Summary:
Joe Barlow was the first pitch design session I ever ran solo. We added a slider during the COVID shutdown, and it didn’t just help him make the big leagues—it made him an entirely different pitcher. That pitch became his identity.
Before Training:
Barlow’s fastball had plateaued, and he was throwing his curveball nearly 50% of the time in Triple-A—a pitch that didn’t pair well with his command or profile.

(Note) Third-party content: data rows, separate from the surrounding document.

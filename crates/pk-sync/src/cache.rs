//! Session-scoped query cache.
//!
//! One cache instance is shared by every consumer of a session; there is no
//! process-wide singleton. Entries are keyed by scope: a collection plus the
//! canonical signature of the list filter. Invalidation is coarse (all scopes
//! of a collection go stale together) and lazy: stale scopes are re-fetched
//! on next access, never eagerly.

use std::collections::HashMap;
use std::sync::Arc;
use std::time::{Duration, Instant};

use tokio::sync::{Mutex, RwLock};
use tracing::debug;

use pk_core::{Collection, Document, Filter};

/// Identifies one cached query result set.
#[derive(Debug, Clone, PartialEq, Eq, Hash)]
pub struct ScopeKey {
    collection: Collection,
    signature: String,
}

impl ScopeKey {
    pub fn new(collection: Collection, filter: &Filter) -> Self {
        Self {
            collection,
            signature: filter.signature(),
        }
    }

    pub fn collection(&self) -> Collection {
        self.collection
    }

    pub fn signature(&self) -> &str {
        &self.signature
    }
}

struct CachedScope {
    docs: Arc<Vec<Document>>,
    stale: bool,
    expires_at: Option<Instant>,
}

impl CachedScope {
    fn is_valid(&self) -> bool {
        if self.stale {
            return false;
        }
        match self.expires_at {
            Some(deadline) => Instant::now() < deadline,
            None => true,
        }
    }
}

/// Shared cache context for one application session.
#[derive(Default)]
pub struct SessionCache {
    scopes: RwLock<HashMap<ScopeKey, CachedScope>>,
    // One lock per scope so concurrent cache misses share a single remote
    // fetch. Entries are retained for the session; scope cardinality is small.
    fetch_locks: Mutex<HashMap<ScopeKey, Arc<Mutex<()>>>>,
}

impl SessionCache {
    pub fn new() -> Self {
        Self::default()
    }

    /// The cached result for a scope, if present and still valid.
    pub async fn get(&self, key: &ScopeKey) -> Option<Arc<Vec<Document>>> {
        let scopes = self.scopes.read().await;
        scopes
            .get(key)
            .filter(|entry| entry.is_valid())
            .map(|entry| entry.docs.clone())
    }

    /// Replace the cached result for a scope.
    pub async fn put(&self, key: ScopeKey, docs: Vec<Document>) {
        self.put_entry(key, docs, None).await;
    }

    /// Replace the cached result for a scope with a time-based expiry.
    /// Collection scopes normally stay valid until explicitly invalidated;
    /// an expiry is for data whose writers bypass this cache entirely.
    pub async fn put_with_ttl(&self, key: ScopeKey, docs: Vec<Document>, ttl: Duration) {
        self.put_entry(key, docs, Some(Instant::now() + ttl)).await;
    }

    async fn put_entry(&self, key: ScopeKey, docs: Vec<Document>, expires_at: Option<Instant>) {
        let mut scopes = self.scopes.write().await;
        scopes.insert(
            key,
            CachedScope {
                docs: Arc::new(docs),
                stale: false,
                expires_at,
            },
        );
    }

    /// Mark every scope of a collection stale. A mutation anywhere in a
    /// collection may change which filters its records match, so scope-precise
    /// invalidation is not attempted.
    pub async fn invalidate_collection(&self, collection: Collection) {
        let mut scopes = self.scopes.write().await;
        let mut invalidated = 0usize;
        for (key, entry) in scopes.iter_mut() {
            if key.collection == collection && !entry.stale {
                entry.stale = true;
                invalidated += 1;
            }
        }
        debug!(collection = %collection, scopes = invalidated, "collection invalidated");
    }

    /// The per-scope fetch lock. A caller that misses the cache acquires this
    /// before issuing the remote list call and re-checks the cache after
    /// acquisition, so racing callers share one fetch.
    pub async fn fetch_lock(&self, key: &ScopeKey) -> Arc<Mutex<()>> {
        let mut locks = self.fetch_locks.lock().await;
        locks.entry(key.clone()).or_default().clone()
    }

    /// Number of scopes currently held (valid or stale).
    pub async fn scope_count(&self) -> usize {
        self.scopes.read().await.len()
    }
}

#[cfg(test)]
mod tests {
    use super::*;
    use serde_json::json;

    fn doc(id: &str) -> Document {
        let mut d = Document::new();
        d.insert("id".into(), json!(id));
        d
    }

    #[tokio::test]
    async fn put_then_get_returns_cached_docs() {
        let cache = SessionCache::new();
        let key = ScopeKey::new(Collection::Leads, &Filter::none());

        cache.put(key.clone(), vec![doc("l1")]).await;
        let docs = cache.get(&key).await.unwrap();
        assert_eq!(docs.len(), 1);
    }

    #[tokio::test]
    async fn distinct_filters_are_distinct_scopes() {
        let cache = SessionCache::new();
        let all = ScopeKey::new(Collection::Candidates, &Filter::none());
        let scoped = ScopeKey::new(
            Collection::Candidates,
            &Filter::none().eq("opportunityId", "OPP1"),
        );

        cache.put(all.clone(), vec![doc("c1"), doc("c2")]).await;
        cache.put(scoped.clone(), vec![doc("c1")]).await;

        assert_eq!(cache.get(&all).await.unwrap().len(), 2);
        assert_eq!(cache.get(&scoped).await.unwrap().len(), 1);
    }

    #[tokio::test]
    async fn invalidation_is_collection_wide() {
        let cache = SessionCache::new();
        let all = ScopeKey::new(Collection::Candidates, &Filter::none());
        let scoped = ScopeKey::new(
            Collection::Candidates,
            &Filter::none().eq("opportunityId", "OPP1"),
        );
        let other = ScopeKey::new(Collection::Leads, &Filter::none());

        cache.put(all.clone(), vec![doc("c1")]).await;
        cache.put(scoped.clone(), vec![doc("c1")]).await;
        cache.put(other.clone(), vec![doc("l1")]).await;

        cache.invalidate_collection(Collection::Candidates).await;

        assert!(cache.get(&all).await.is_none());
        assert!(cache.get(&scoped).await.is_none());
        // Other collections are untouched.
        assert!(cache.get(&other).await.is_some());
    }

    #[tokio::test]
    async fn ttl_expires_an_entry() {
        let cache = SessionCache::new();
        let key = ScopeKey::new(Collection::Users, &Filter::none().eq("id", "me"));

        cache
            .put_with_ttl(key.clone(), vec![doc("u1")], Duration::from_millis(20))
            .await;
        assert!(cache.get(&key).await.is_some());

        tokio::time::sleep(Duration::from_millis(40)).await;
        assert!(cache.get(&key).await.is_none());
    }

    #[tokio::test]
    async fn fetch_lock_is_shared_per_scope() {
        let cache = SessionCache::new();
        let key = ScopeKey::new(Collection::Leads, &Filter::none());

        let a = cache.fetch_lock(&key).await;
        let b = cache.fetch_lock(&key).await;
        assert!(Arc::ptr_eq(&a, &b));

        let other = ScopeKey::new(Collection::Teams, &Filter::none());
        let c = cache.fetch_lock(&other).await;
        assert!(!Arc::ptr_eq(&a, &c));
    }
}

He didn’t have a go-to weapon and was on the fringe of the org.
What We Worked On:
Slider Addition: Built a hard breaking ball that became his primary offering in the big leagues
Usage Shift: Went from barely existing to 60% usage in MLB—replacing the curve and redefining his sequencing
Pitch Identity: The slider became the pitch—how he got outs, built confidence, and closed games
Key Metrics:
Slider Usage (MLB debut season): 60%
Strikeout Rate (Rookie Year): 27.8%
Saves: 11 in his first MLB season
Pitch Performance: Outperformed model expectations across a full season—proving there’s “dark matter” value to how it plays: deceptive release, seam axis, timing disruption, or a blend of all three
Reflection:
Barlow didn’t tweak his arsenal. He became a different pitcher. The slider he built in that session gave him an MLB-ready identity—something that survived usage, sequencing, and full-season exposure. That pitch didn’t just hold up—it changed his trajectory.